Affiliation:
1. Department of Pharmacy, Lee Health, Fort Myers and Cape Coral , FL , USA
2. Department of Internal Medicine, Lee Health, Fort Myers and Cape Coral , FL , USA
Abstract
Abstract
Purpose
Patients with acute decompensated heart failure (ADHF) present similarly to those with respiratory infections, which may lead to administration of unnecessary intravenous (IV) antibiotics. This study was conducted to assess outcomes in patients admitted for ADHF who received IV antibiotics vs those who did not.
Methods
This retrospective cohort study evaluated adults admitted with ADHF who received IV antibiotics for at least 48 hours or did not receive IV antibiotics. Patients with an active infection were excluded.
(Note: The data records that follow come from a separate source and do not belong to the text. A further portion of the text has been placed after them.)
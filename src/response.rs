//! Report and notice payload encoding.
//!
//! Notices are part of the verifiable record, so they are written by hand as
//! fixed-width big-endian fields instead of going through a serializer.

use alloy_primitives::Address;

use crate::error::StatusCode;

/// Width of every notice field
pub const WORD_SIZE: usize = 32;

const ADDRESS_SIZE: usize = 20;

/// Notice layout: user, timestamp, score, input index
pub const NOTICE_SIZE: usize = 4 * WORD_SIZE;

/// Messages longer than this are cut before being embedded in a report
pub const MAX_ERROR_MESSAGE_LENGTH: usize = 256;

/// Encode a report.
///
/// Without a message the report is the single status byte. With one it is
/// `{"error":{"code":<status>,"message":"<message>"}}`, the message cut to
/// [`MAX_ERROR_MESSAGE_LENGTH`] bytes on a character boundary.
pub fn encode_report(status: StatusCode, message: Option<&str>) -> Vec<u8> {
    match message {
        None => vec![status.as_u8()],
        Some(message) => {
            let report = serde_json::json!({
                "error": {
                    "code": status.as_u8(),
                    "message": truncate(message, MAX_ERROR_MESSAGE_LENGTH),
                }
            });
            report.to_string().into_bytes()
        }
    }
}

fn truncate(message: &str, max: usize) -> &str {
    if message.len() <= max {
        return message;
    }
    let mut end = max;
    while !message.is_char_boundary(end) {
        end -= 1;
    }
    &message[..end]
}

/// Encode a score notice as four 32-byte big-endian words.
///
/// The score is sign-extended: negative values fill the high bytes with 0xff.
pub fn encode_notice(user: &Address, timestamp: u64, score: i64, input_index: u64) -> [u8; NOTICE_SIZE] {
    let mut notice = [0u8; NOTICE_SIZE];
    let (user_word, rest) = notice.split_at_mut(WORD_SIZE);
    let (timestamp_word, rest) = rest.split_at_mut(WORD_SIZE);
    let (score_word, index_word) = rest.split_at_mut(WORD_SIZE);

    user_word[WORD_SIZE - ADDRESS_SIZE..].copy_from_slice(user.as_slice());
    write_word(timestamp_word, &timestamp.to_be_bytes(), 0x00);
    let fill = if score < 0 { 0xff } else { 0x00 };
    write_word(score_word, &score.to_be_bytes(), fill);
    write_word(index_word, &input_index.to_be_bytes(), 0x00);

    notice
}

fn write_word(word: &mut [u8], value: &[u8], fill: u8) {
    let split = WORD_SIZE - value.len();
    word[..split].fill(fill);
    word[split..].copy_from_slice(value);
}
The primary outcome was hospital length of stay in the unmatched cohort; secondary outcomes included 30-day readmission, all-cause mortality, amount of loop diuretic administered, total sodium and fluids received, Clostridioides difficile infection, IV antibiotic agents administered, and duration of therapy.
Results
The unmatched cohort included 38 patients who received IV antibiotics and 123 patients who did not receive IV antibiotics, while the matched cohort included 33 patients in each arm. In the unmatched and matched cohorts, patients receiving IV antibiotics had a longer median hospital length of stay (5 vs 3 days; P < 0.01 and 5 vs 4 days; P < 0.01) and received a greater median amount of total sodium (9.22 vs 0.28 g; P < 0.01 and 10.24 vs 0 g; P < 0.01) and median total volume from IV antibiotics and fluids (1,788 vs 50 mL; P < 0.01 and 1,825 vs 0 mL; P < 0.01). No significant differences were found for the other secondary outcomes. Ceftriaxone and azithromycin were the most frequently administered IV antibiotics, with a median duration of therapy of 4 days.
Conclusion
Use of IV antibiotics in patients with ADHF was associated with longer hospital length of stay and should be avoided in patients without evidence of infection.